Cultural issues, especially prohibition and foreign language schools, became important because of the sharp religious divisions in the electorate. In the North, about 50% of the voters were pietistic Protestants who believed the government should be used to reduce social sins, such as drinking. Liturgical churches comprised over a quarter of the vote and wanted the government to stay out of personal morality issues. Prohibition debates and referendums heated up elections in most states over a period of decades, as national prohibition was finally passed in 1918 (and repealed in 1932), serving as a major issue between the wet Democrats and the dry GOP.[11]

Voting Behavior by Religion, Northern USA Late 19th century
Religion  % Dem  % GOP
Immigrants
Irish Catholics 80 20
All Catholics 70 30
Confessional German Lutherans 65 35
German Reformed 60 40
French Canadian Catholics 50 50
Less Confessional German Lutherans 45 55
English Canadians 40 60
British Stock 35 65
German Sectarians 30 70
Norwegian Lutherans 20 80
Swedish Lutherans 15 85
Haugean Norwegians 5 95
Natives
Northern Stock
Quakers 5 95
Free Will Baptists 20 80
Congregational 25 75
Methodists 25 75
Regular Baptists 35 65
Blacks 40 60
Presbyterians 40 60
Episcopalians 45 55
Southern Stock
Disciples 50 50
Presbyterians 70 30
Baptists 75 25
Methodists 90 10
Source: Paul Kleppner, The Third Electoral System 1853-1892 (1979) p. 182

Labor union movement[edit]

Further information: Knights of Labor

The Catholic Church exercised a prominent role in shaping America's labor movement. From the onset of significant immigration in the 1840s, the Church in the United States was predominantly urban, with both its leaders and congregants usually of the laboring classes. Over the course of the second half of the nineteenth century, nativism, anti-Catholicism, and anti-unionism coalesced in Republican elections, and Catholics gravitated toward unions and the Democratic Party.[5]

The Knights of Labor was the earliest labor organization in the United States, and in the 1880s, this was the largest labor union in the United States. and it is estimated that at least half its membership was Catholic (including Terence Powderly, its president from 1881 onward).

In Rerum Novarum (1891), Pope Leo XIII criticized the concentration of wealth and power, spoke out against the abuses that workers faced and demanded that workers should be granted certain rights and safety regulations. He upheld the right of voluntary association, specifically commending labor unions. At the same time, he reiterated the Church’s defense of private property, condemned socialism, and emphasized the need for Catholics to form and join unions that were not compromised by secular and revolutionary ideologies.[12]

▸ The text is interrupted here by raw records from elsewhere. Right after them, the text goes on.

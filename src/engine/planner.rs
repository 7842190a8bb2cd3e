//! Execution planner - compares the manifest with tracked state
//!
//! Planning is pure: it reads the manifest and an already refreshed
//! [`TrackedState`] and never talks to the remote.

use reconcile::{
    ApiKeysRecord, ClusterRecord, ClusterSpec, DiffSummary, FieldDiff, FieldDrift, Phase, Record,
    classify, detect_drift,
};

use crate::manifest::{Address, ClusterRef, Manifest};
use crate::state::TrackedState;

/// Which cluster a key set will be issued for
#[derive(Debug, Clone, PartialEq, Eq)]
pub enum KeysTarget {
    /// Id known now
    Known(String),
    /// Id assigned when this manifest cluster is created
    AfterCreate(Address),
}

#[derive(Debug, Clone)]
pub enum Action {
    CreateCluster {
        address: Address,
        spec: ClusterSpec,
    },
    UpdateCluster {
        address: Address,
        record: ClusterRecord,
        spec: ClusterSpec,
        changes: Vec<FieldDiff>,
        drift: Vec<FieldDrift>,
    },
    IssueKeys {
        address: Address,
        target: KeysTarget,
        /// Tracked keys for a different cluster, forgotten first
        replaces: Option<ApiKeysRecord>,
    },
    Delete {
        address: Address,
        record: Record,
    },
}

impl Action {
    pub fn address(&self) -> &Address {
        match self {
            Self::CreateCluster { address, .. }
            | Self::UpdateCluster { address, .. }
            | Self::IssueKeys { address, .. }
            | Self::Delete { address, .. } => address,
        }
    }
}

/// Something the user should know that apply will not act on
#[derive(Debug, Clone, PartialEq, Eq)]
pub struct Notice {
    pub address: Address,
    pub message: String,
}

#[derive(Debug, Default)]
pub struct Plan {
    pub actions: Vec<Action>,
    pub notices: Vec<Notice>,
}

impl Plan {
    pub fn is_empty(&self) -> bool {
        self.actions.is_empty()
    }

    pub fn summary(&self) -> DiffSummary {
        let mut summary = DiffSummary::default();
        for action in &self.actions {
            match action {
                Action::CreateCluster { .. } => summary.additions += 1,
                Action::IssueKeys { replaces, .. } => {
                    if replaces.is_some() {
                        summary.modifications += 1;
                    } else {
                        summary.additions += 1;
                    }
                }
                Action::UpdateCluster { .. } => summary.modifications += 1,
                Action::Delete { .. } => summary.removals += 1,
            }
        }
        summary
    }

    /// Keep only what concerns `target`
    pub fn retain_target(&mut self, target: &Address) {
        self.actions.retain(|a| a.address() == target);
        self.notices.retain(|n| &n.address == target);
    }
}

/// Build the plan that moves tracked state towards the manifest
///
/// Order: key removals, cluster removals, cluster creates and updates,
/// then key issuance, so keys can name clusters created in the same run.
pub fn build_plan(manifest: &Manifest, state: &TrackedState) -> Plan {
    let mut plan = Plan::default();

    for address in state.addresses().into_iter().rev() {
        if !manifest.contains(&address)
            && let Some(record) = state.get(&address)
        {
            plan.actions.push(Action::Delete { address, record });
        }
    }

    for (name, entry) in &manifest.clusters {
        let address = Address::cluster(name);
        let spec = entry.to_spec();
        match state.clusters.get(name) {
            Some(record) => plan_tracked_cluster(&mut plan, address, record, spec),
            None => plan.actions.push(Action::CreateCluster { address, spec }),
        }
    }

    // Includes stale records of clusters that vanished remotely
    let creating: Vec<Address> = plan
        .actions
        .iter()
        .filter_map(|a| match a {
            Action::CreateCluster { address, .. } => Some(address.clone()),
            _ => None,
        })
        .collect();

    for (name, entry) in &manifest.api_keys {
        let address = Address::api_keys(name);
        let target = match entry.target() {
            ClusterRef::Managed(cluster) => {
                match state.clusters.get(&cluster.name) {
                    Some(record) if !creating.contains(&cluster) => {
                        KeysTarget::Known(record.id.clone())
                    }
                    _ => KeysTarget::AfterCreate(cluster),
                }
            }
            ClusterRef::External(id) => KeysTarget::Known(id.to_string()),
        };

        match state.api_keys.get(name) {
            None => plan.actions.push(Action::IssueKeys {
                address,
                target,
                replaces: None,
            }),
            Some(record) => {
                if target != KeysTarget::Known(record.cluster_id.clone()) {
                    plan.actions.push(Action::IssueKeys {
                        address,
                        target,
                        replaces: Some(record.clone()),
                    });
                }
            }
        }
    }

    plan
}

fn plan_tracked_cluster(
    plan: &mut Plan,
    address: Address,
    record: &ClusterRecord,
    spec: ClusterSpec,
) {
    match record.phase {
        Phase::Unprovisioned | Phase::Gone => {
            plan.actions.push(Action::CreateCluster { address, spec });
        }
        Phase::Provisioning | Phase::Updating | Phase::Terminating => {
            plan.notices.push(Notice {
                address,
                message: format!(
                    "cluster {} is still {}; run `tscloud refresh` once it settles",
                    record.id, record.phase
                ),
            });
        }
        Phase::Error => {
            plan.notices.push(Notice {
                address,
                message: format!(
                    "cluster {} is in the error phase; refresh it, or destroy it to start over",
                    record.id
                ),
            });
        }
        Phase::Ready => {
            let changes = classify(&record.spec, &spec);
            let drift = detect_drift(record);

            for change in changes.iter().filter(|c| !c.mutable) {
                plan.notices.push(Notice {
                    address: address.clone(),
                    message: format!(
                        "`{}` is fixed at creation ({} -> {}); change ignored",
                        change.field, change.current, change.desired
                    ),
                });
            }
            for field in drift.iter().filter(|d| !d.is_correctable()) {
                plan.notices.push(Notice {
                    address: address.clone(),
                    message: format!(
                        "drift on `{}`: tracked {}, remote reports {}",
                        field.field, field.desired, field.observed
                    ),
                });
            }

            let needs_update =
                changes.iter().any(|c| c.mutable) || drift.iter().any(FieldDrift::is_correctable);
            if needs_update {
                plan.actions.push(Action::UpdateCluster {
                    address,
                    record: record.clone(),
                    spec,
                    changes: changes.into_iter().filter(|c| c.mutable).collect(),
                    drift: drift.into_iter().filter(FieldDrift::is_correctable).collect(),
                });
            }
        }
    }
}

#[cfg(test)]
mod tests {
    use super::*;
    use cloudapi::{ApiKeys, Cluster, Secret};

    const MANIFEST: &str = r#"
[clusters.search]
name = "prod"
memory = "0.5_gb"
vcpu = "2_vcpus"
region = "oregon"

[api_keys.search]
cluster = "search"
"#;

    fn manifest() -> Manifest {
        Manifest::parse(MANIFEST).unwrap()
    }

    fn ready_record(id: &str) -> ClusterRecord {
        let spec = ClusterSpec::new("0.5_gb", "2_vcpus", "oregon").with_name("prod");
        ClusterRecord {
            id: id.to_string(),
            phase: Phase::Ready,
            spec,
            observed: Cluster {
                id: id.to_string(),
                name: "prod".to_string(),
                memory: "0.5_gb".to_string(),
                vcpu: "2_vcpus".to_string(),
                regions: vec!["oregon".to_string()],
                status: "in_service".to_string(),
                ..Cluster::default()
            },
        }
    }

    fn keys_for(cluster_id: &str) -> ApiKeysRecord {
        ApiKeysRecord::issued(
            cluster_id,
            ApiKeys {
                admin_key: Secret::new("a"),
                search_only_key: Secret::new("s"),
            },
        )
    }

    fn converged() -> TrackedState {
        let mut state = TrackedState::default();
        state.clusters.insert("search".to_string(), ready_record("c1"));
        state.api_keys.insert("search".to_string(), keys_for("c1"));
        state
    }

    #[test]
    fn test_empty_state_creates_everything() {
        let plan = build_plan(&manifest(), &TrackedState::default());
        assert_eq!(plan.actions.len(), 2);
        assert!(matches!(plan.actions[0], Action::CreateCluster { .. }));
        assert!(matches!(
            &plan.actions[1],
            Action::IssueKeys { target: KeysTarget::AfterCreate(a), replaces: None, .. }
                if *a == Address::cluster("search")
        ));
        assert_eq!(plan.summary().additions, 2);
    }

    #[test]
    fn test_converged_state_is_empty() {
        let plan = build_plan(&manifest(), &converged());
        assert!(plan.is_empty());
        assert!(plan.notices.is_empty());
    }

    #[test]
    fn test_mutable_change_plans_update() {
        let mut state = converged();
        state.clusters.get_mut("search").unwrap().spec.name = Some("old".to_string());
        state.clusters.get_mut("search").unwrap().observed.name = "old".to_string();

        let plan = build_plan(&manifest(), &state);
        assert_eq!(plan.actions.len(), 1);
        let Action::UpdateCluster { changes, .. } = &plan.actions[0] else {
            panic!("expected update, got {:?}", plan.actions[0]);
        };
        assert_eq!(changes[0].field, "name");
        assert_eq!(plan.summary().modifications, 1);
    }

    #[test]
    fn test_fixed_change_is_a_notice_only() {
        let plan = build_plan(
            &Manifest::parse(&MANIFEST.replace("0.5_gb", "4_gb")).unwrap(),
            &converged(),
        );
        assert!(plan.is_empty());
        assert_eq!(plan.notices.len(), 1);
        assert!(plan.notices[0].message.contains("memory"));
    }

    #[test]
    fn test_remote_rename_is_corrected() {
        let mut state = converged();
        state.clusters.get_mut("search").unwrap().observed.name = "renamed".to_string();

        let plan = build_plan(&manifest(), &state);
        assert!(matches!(
            &plan.actions[0],
            Action::UpdateCluster { changes, drift, .. } if changes.is_empty() && drift.len() == 1
        ));
    }

    #[test]
    fn test_multi_region_drift_is_a_notice() {
        let mut state = converged();
        state.clusters.get_mut("search").unwrap().observed.regions =
            vec!["oregon".to_string(), "virginia".to_string()];

        let plan = build_plan(&manifest(), &state);
        assert!(plan.is_empty());
        assert!(plan.notices[0].message.contains("regions"));
    }

    #[test]
    fn test_removed_entities_are_deleted_keys_first() {
        let plan = build_plan(&Manifest::default(), &converged());
        let addresses: Vec<String> = plan.actions.iter().map(|a| a.address().to_string()).collect();
        assert_eq!(addresses, vec!["api_keys.search", "clusters.search"]);
        assert_eq!(plan.summary().removals, 2);
    }

    #[test]
    fn test_gone_cluster_is_recreated_and_keys_reissued() {
        let mut state = converged();
        state.clusters.get_mut("search").unwrap().phase = Phase::Gone;

        let plan = build_plan(&manifest(), &state);
        assert!(matches!(plan.actions[0], Action::CreateCluster { .. }));
        assert!(matches!(
            &plan.actions[1],
            Action::IssueKeys { target: KeysTarget::AfterCreate(_), replaces: Some(_), .. }
        ));
    }

    #[test]
    fn test_provisioning_cluster_waits() {
        let mut state = converged();
        state.clusters.get_mut("search").unwrap().phase = Phase::Provisioning;

        let plan = build_plan(&manifest(), &state);
        assert!(plan.is_empty());
        assert!(plan.notices[0].message.contains("provisioning"));
    }

    #[test]
    fn test_external_cluster_id_for_keys() {
        let manifest = Manifest::parse("[api_keys.legacy]\ncluster_id = \"x9\"\n").unwrap();
        let plan = build_plan(&manifest, &TrackedState::default());
        assert!(matches!(
            &plan.actions[0],
            Action::IssueKeys { target: KeysTarget::Known(id), .. } if id == "x9"
        ));
    }

    #[test]
    fn test_retain_target() {
        let mut plan = build_plan(&manifest(), &TrackedState::default());
        plan.retain_target(&Address::api_keys("search"));
        assert_eq!(plan.actions.len(), 1);
        assert_eq!(plan.actions[0].address(), &Address::api_keys("search"));
    }
}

Rerum Novarum provided new impetus for Catholics to become active in the labor movement, even if its exhortation to form specifically Catholic labor unions was widely interpreted as irrelevant to the pluralist context of the United States. While atheism underpinned many European unions and stimulated Catholic unionists to form separate labor federations, the religious neutrality of unions in the U.S. provided no such impetus. American Catholics seldom dominated unions, but they exerted influence across organized labor. Catholic union members and leaders played important roles in steering American unions away from socialism.

20th century[edit]

By 1900, Catholics represented 14 percent of the total U.S. population, soon became the single largest religious denomination in the country.[13] Still, Catholics did not hold many high offices in government. Of the first 54 justices on the United States Supreme Court, one was Catholic, Roger B. Taney, appointed in 1836.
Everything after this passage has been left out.